INSTRUCTIONS TO FOLLOW: Transcribe every record exactly.

Records from a dataset

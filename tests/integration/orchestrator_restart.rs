//! Orchestrator lifecycle coverage at the public-API boundary: responsiveness
//! to external shutdown, including while a session is permanently stuck in
//! discovery because the configured network never produces a boiler.

use boiler_proxy::config::load_config_from_str;
use boiler_proxy::orchestrator::Orchestrator;
use boiler_proxy::shutdown::Shutdown;
use tokio::time::{timeout, Duration};

/// An interface name guaranteed not to exist, so every socket bind attempt
/// on it fails fast with `SO_BINDTODEVICE` / ENODEV rather than hanging.
const UNREACHABLE_IFACE_A: &str = "boiler-proxy-test-iface-a";
const UNREACHABLE_IFACE_B: &str = "boiler-proxy-test-iface-b";

fn unreachable_network_config() -> boiler_proxy::config::ProxyConfig {
    let toml = format!(
        r#"
        [network]
        gateway_iface = "{UNREACHABLE_IFACE_A}"
        boiler_iface = "{UNREACHABLE_IFACE_B}"
        "#
    );
    load_config_from_str(&toml).unwrap()
}

#[tokio::test]
async fn external_shutdown_interrupts_a_session_stuck_in_discovery() {
    // Neither relay can ever bind, so no `BL_ADDR` is ever published and
    // `TelnetProxy::discover` would otherwise block forever. Before the fix
    // that merges external shutdown into every component's handle, only a
    // session-local teardown (which never happens here, since the session
    // never finishes starting) could unblock discovery.
    let config = unreachable_network_config();
    let orchestrator = Orchestrator::new(config);
    let (shutdown, handle) = Shutdown::new();

    let run_task = tokio::spawn(async move { orchestrator.run(handle).await });

    // Give the relay tasks time to fail and the session to settle into its
    // blocked discovery wait before asking it to stop.
    tokio::time::sleep(Duration::from_millis(100)).await;
    shutdown.request();

    timeout(Duration::from_secs(2), run_task)
        .await
        .expect("orchestrator did not exit promptly after external shutdown during discovery")
        .expect("orchestrator task panicked");
}

#[tokio::test]
async fn shutdown_requested_up_front_is_observed_across_repeated_run_calls() {
    let config = unreachable_network_config();
    let orchestrator = Orchestrator::new(config);
    let (shutdown, handle) = Shutdown::new();
    shutdown.request();

    // Every call with a clone of an already-requested handle must return
    // immediately without attempting to stand up a session.
    for _ in 0..2 {
        timeout(Duration::from_secs(1), orchestrator.run(handle.clone()))
            .await
            .expect("run() must return promptly once shutdown was already requested");
    }
}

SOLUTION:
filename tests/integration/orchestrator_restart.rs
//! Orchestrator lifecycle coverage at the public-API boundary: responsiveness
//! to external shutdown, including while a session is permanently stuck in
//! discovery because the configured network never produces a boiler.

use boiler_proxy::config::load_config_from_str;
use boiler_proxy::orchestrator::Orchestrator;
use boiler_proxy::shutdown::Shutdown;
use tokio::time::{timeout, Duration};

/// An interface name guaranteed not to exist, so every socket bind attempt
/// on it fails fast with `SO_BINDTODEVICE` / ENODEV rather than hanging.
const UNREACHABLE_IFACE_A: &str = "boiler-proxy-test-iface-a";
const UNREACHABLE_IFACE_B: &str = "boiler-proxy-test-iface-b";

fn unreachable_network_config() -> boiler_proxy::config::ProxyConfig {
    let toml = format!(
        r#"
        [network]
        gateway_iface = "{UNREACHABLE_IFACE_A}"
        boiler_iface = "{UNREACHABLE_IFACE_B}"
        "#
    );
    load_config_from_str(&toml).unwrap()
}

#[tokio::test]
async fn external_shutdown_interrupts_a_session_stuck_in_discovery() {
    // Neither relay can ever bind, so no `BL_ADDR` is ever published and
    // `TelnetProxy::discover` would otherwise block forever. Before the fix
    // that merges external shutdown into every component's handle, only a
    // session-local teardown (which never happens here, since the session
    // never finishes starting) could unblock discovery.
    let config = unreachable_network_config();
    let orchestrator = Orchestrator::new(config);
    let (shutdown, handle) = Shutdown::new();

    let run_task = tokio::spawn(async move { orchestrator.run(handle).await });

    // Give the relay tasks time to fail and the session to settle into its
    // blocked discovery wait before asking it to stop.
    tokio::time::sleep(Duration::from_millis(100)).await;
    shutdown.request();

    timeout(Duration::from_secs(2), run_task)
        .await
        .expect("orchestrator did not exit promptly after external shutdown during discovery")
        .expect("orchestrator task panicked");
}

#[tokio::test]
async fn shutdown_requested_up_front_is_observed_across_repeated_run_calls() {
    let config = unreachable_network_config();
    let orchestrator = Orchestrator::new(config);
    let (shutdown, handle) = Shutdown::new();
    shutdown.request();

    // Every call with a clone of an already-requested handle must return
    // immediately without attempting to stand up a session.
    for _ in 0..2 {
        timeout(Duration::from_secs(1), orchestrator.run(handle.clone()))
            .await
            .expect("run() must return promptly once shutdown was already requested");
    }
}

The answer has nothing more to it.